**TO DO:**
Your job with the data below is to output exactly the lines from the one holding "use crate::app::config::ManagerConfig;" down to the one holding "pub use app::commands::trigger::TriggerOptions;", both included, and no others.

*** Opening of EXCERPTED RECORDS ***

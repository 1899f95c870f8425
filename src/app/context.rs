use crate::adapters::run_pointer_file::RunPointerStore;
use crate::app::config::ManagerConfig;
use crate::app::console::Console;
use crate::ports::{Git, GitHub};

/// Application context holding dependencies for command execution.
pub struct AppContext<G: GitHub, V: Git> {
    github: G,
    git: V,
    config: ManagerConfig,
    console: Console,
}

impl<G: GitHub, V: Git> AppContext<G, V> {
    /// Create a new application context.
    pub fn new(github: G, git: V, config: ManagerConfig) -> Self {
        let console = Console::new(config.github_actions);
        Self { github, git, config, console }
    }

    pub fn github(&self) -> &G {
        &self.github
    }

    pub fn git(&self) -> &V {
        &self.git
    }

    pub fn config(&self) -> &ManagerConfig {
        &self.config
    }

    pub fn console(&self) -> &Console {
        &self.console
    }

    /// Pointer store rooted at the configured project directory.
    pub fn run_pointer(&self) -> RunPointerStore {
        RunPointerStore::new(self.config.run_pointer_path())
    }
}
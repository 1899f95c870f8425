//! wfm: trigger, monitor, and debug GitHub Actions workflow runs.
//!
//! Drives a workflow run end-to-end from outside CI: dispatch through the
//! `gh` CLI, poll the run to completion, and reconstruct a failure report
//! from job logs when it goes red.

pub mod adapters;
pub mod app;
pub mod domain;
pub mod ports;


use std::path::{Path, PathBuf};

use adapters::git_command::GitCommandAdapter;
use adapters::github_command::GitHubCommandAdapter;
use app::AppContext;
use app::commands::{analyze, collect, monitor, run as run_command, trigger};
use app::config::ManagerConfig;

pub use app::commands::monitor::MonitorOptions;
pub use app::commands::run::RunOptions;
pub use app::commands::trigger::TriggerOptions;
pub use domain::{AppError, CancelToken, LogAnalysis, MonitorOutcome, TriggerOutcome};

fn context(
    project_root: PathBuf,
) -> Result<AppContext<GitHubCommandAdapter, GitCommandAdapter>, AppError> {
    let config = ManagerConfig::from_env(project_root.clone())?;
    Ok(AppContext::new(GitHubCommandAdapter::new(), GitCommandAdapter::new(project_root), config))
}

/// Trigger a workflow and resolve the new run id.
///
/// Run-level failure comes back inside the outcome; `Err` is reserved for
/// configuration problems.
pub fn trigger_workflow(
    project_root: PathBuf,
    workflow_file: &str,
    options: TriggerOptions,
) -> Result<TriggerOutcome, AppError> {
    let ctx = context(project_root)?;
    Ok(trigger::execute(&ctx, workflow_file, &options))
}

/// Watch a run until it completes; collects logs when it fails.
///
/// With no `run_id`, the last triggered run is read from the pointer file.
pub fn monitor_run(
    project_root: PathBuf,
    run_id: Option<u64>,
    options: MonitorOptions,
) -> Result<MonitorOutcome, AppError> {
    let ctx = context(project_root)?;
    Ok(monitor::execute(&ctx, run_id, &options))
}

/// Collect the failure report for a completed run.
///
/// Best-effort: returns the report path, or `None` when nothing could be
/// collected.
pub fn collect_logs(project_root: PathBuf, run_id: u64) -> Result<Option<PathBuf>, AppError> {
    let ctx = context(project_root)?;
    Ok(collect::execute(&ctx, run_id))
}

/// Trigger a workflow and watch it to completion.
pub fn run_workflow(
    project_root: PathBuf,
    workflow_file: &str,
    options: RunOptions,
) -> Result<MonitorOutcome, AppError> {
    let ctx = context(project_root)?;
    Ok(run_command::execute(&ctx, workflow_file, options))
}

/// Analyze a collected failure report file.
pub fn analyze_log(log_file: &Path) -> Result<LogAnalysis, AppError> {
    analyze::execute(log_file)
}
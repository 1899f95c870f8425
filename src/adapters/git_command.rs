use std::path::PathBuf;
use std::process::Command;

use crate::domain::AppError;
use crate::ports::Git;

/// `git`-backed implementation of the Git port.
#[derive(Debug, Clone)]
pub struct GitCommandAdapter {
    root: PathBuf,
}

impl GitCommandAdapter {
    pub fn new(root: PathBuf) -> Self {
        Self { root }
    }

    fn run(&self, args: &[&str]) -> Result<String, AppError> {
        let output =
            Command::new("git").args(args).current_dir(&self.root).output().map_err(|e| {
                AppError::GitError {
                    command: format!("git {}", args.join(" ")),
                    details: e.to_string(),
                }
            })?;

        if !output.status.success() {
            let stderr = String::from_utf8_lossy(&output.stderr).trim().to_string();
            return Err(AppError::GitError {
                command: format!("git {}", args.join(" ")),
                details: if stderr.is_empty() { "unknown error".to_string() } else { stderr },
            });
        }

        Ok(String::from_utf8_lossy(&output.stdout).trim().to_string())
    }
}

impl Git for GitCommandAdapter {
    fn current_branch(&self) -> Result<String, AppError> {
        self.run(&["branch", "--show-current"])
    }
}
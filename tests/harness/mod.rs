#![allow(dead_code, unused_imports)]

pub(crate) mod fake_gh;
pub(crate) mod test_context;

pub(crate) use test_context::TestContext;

*** Close of EXCERPTED RECORDS ***
*** Opening of EXCERPTED RECORDS ***

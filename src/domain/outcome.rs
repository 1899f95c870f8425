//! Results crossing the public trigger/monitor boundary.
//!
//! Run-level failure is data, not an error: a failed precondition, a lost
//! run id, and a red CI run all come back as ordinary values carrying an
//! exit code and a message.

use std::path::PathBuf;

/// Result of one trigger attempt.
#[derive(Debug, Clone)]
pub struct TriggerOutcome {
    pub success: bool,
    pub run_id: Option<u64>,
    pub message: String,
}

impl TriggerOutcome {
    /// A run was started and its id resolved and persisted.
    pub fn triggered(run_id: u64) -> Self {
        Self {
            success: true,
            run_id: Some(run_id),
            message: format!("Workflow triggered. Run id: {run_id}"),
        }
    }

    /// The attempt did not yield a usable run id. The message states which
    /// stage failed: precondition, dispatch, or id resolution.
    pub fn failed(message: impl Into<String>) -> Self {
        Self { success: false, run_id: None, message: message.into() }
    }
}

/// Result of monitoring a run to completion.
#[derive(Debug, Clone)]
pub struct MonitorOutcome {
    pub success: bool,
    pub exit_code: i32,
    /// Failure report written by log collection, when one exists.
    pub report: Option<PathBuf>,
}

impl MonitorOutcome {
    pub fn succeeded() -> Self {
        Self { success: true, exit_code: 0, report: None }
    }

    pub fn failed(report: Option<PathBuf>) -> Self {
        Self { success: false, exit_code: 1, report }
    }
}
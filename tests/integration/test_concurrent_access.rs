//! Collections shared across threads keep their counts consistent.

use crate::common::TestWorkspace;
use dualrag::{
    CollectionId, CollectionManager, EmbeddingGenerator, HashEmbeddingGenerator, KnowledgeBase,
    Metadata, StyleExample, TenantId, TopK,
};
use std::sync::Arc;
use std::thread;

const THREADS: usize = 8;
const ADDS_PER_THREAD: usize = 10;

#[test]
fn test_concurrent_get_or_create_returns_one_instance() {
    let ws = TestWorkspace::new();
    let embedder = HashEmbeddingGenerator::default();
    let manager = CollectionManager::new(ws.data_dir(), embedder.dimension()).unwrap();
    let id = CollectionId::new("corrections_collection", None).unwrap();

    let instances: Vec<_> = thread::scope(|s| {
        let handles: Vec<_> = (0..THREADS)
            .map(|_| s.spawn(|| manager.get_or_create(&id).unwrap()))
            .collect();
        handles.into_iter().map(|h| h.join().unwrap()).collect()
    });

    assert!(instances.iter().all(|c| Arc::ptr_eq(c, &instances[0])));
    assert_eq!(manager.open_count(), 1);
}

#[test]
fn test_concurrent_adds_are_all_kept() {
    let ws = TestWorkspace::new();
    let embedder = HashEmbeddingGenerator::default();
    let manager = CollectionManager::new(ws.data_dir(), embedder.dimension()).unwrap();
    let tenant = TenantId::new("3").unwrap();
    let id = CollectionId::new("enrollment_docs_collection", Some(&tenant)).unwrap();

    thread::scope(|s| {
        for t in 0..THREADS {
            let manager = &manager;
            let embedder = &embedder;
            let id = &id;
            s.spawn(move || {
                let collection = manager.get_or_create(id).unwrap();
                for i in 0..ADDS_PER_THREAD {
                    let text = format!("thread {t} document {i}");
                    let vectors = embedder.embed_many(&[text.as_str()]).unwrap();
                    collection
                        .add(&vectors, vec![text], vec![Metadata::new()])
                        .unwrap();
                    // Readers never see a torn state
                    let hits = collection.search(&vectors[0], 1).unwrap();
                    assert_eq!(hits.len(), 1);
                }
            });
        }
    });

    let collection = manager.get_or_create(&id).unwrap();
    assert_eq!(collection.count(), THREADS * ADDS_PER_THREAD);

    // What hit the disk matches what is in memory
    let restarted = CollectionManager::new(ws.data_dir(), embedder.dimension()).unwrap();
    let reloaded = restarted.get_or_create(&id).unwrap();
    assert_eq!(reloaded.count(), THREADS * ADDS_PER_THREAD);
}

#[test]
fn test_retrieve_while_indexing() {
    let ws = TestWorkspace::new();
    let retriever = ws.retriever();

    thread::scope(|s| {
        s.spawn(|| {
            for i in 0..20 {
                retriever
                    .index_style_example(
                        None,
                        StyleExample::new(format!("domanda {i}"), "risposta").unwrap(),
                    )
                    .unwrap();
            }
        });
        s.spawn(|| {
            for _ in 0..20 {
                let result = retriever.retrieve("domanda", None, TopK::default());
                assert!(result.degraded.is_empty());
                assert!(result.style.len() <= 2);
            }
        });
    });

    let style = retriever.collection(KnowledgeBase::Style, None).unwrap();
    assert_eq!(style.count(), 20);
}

*** Close of EXCERPTED RECORDS ***

**EXPECTED ANSWER:**
use crate::app::config::ManagerConfig;
use crate::app::console::Console;
use crate::ports::{Git, GitHub};

/// Application context holding dependencies for command execution.
pub struct AppContext<G: GitHub, V: Git> {
    github: G,
    git: V,
    config: ManagerConfig,
    console: Console,
}

impl<G: GitHub, V: Git> AppContext<G, V> {
    /// Create a new application context.
    pub fn new(github: G, git: V, config: ManagerConfig) -> Self {
        let console = Console::new(config.github_actions);
        Self { github, git, config, console }
    }

    pub fn github(&self) -> &G {
        &self.github
    }

    pub fn git(&self) -> &V {
        &self.git
    }

    pub fn config(&self) -> &ManagerConfig {
        &self.config
    }

    pub fn console(&self) -> &Console {
        &self.console
    }

    /// Pointer store rooted at the configured project directory.
    pub fn run_pointer(&self) -> RunPointerStore {
        RunPointerStore::new(self.config.run_pointer_path())
    }
}
repository 1899f95c870f8425
//! wfm: trigger, monitor, and debug GitHub Actions workflow runs.
//!
//! Drives a workflow run end-to-end from outside CI: dispatch through the
//! `gh` CLI, poll the run to completion, and reconstruct a failure report
//! from job logs when it goes red.

pub mod adapters;
pub mod app;
pub mod domain;
pub mod ports;


use std::path::{Path, PathBuf};

use adapters::git_command::GitCommandAdapter;
use adapters::github_command::GitHubCommandAdapter;
use app::AppContext;
use app::commands::{analyze, collect, monitor, run as run_command, trigger};
use app::config::ManagerConfig;

pub use app::commands::monitor::MonitorOptions;
pub use app::commands::run::RunOptions;
pub use app::commands::trigger::TriggerOptions;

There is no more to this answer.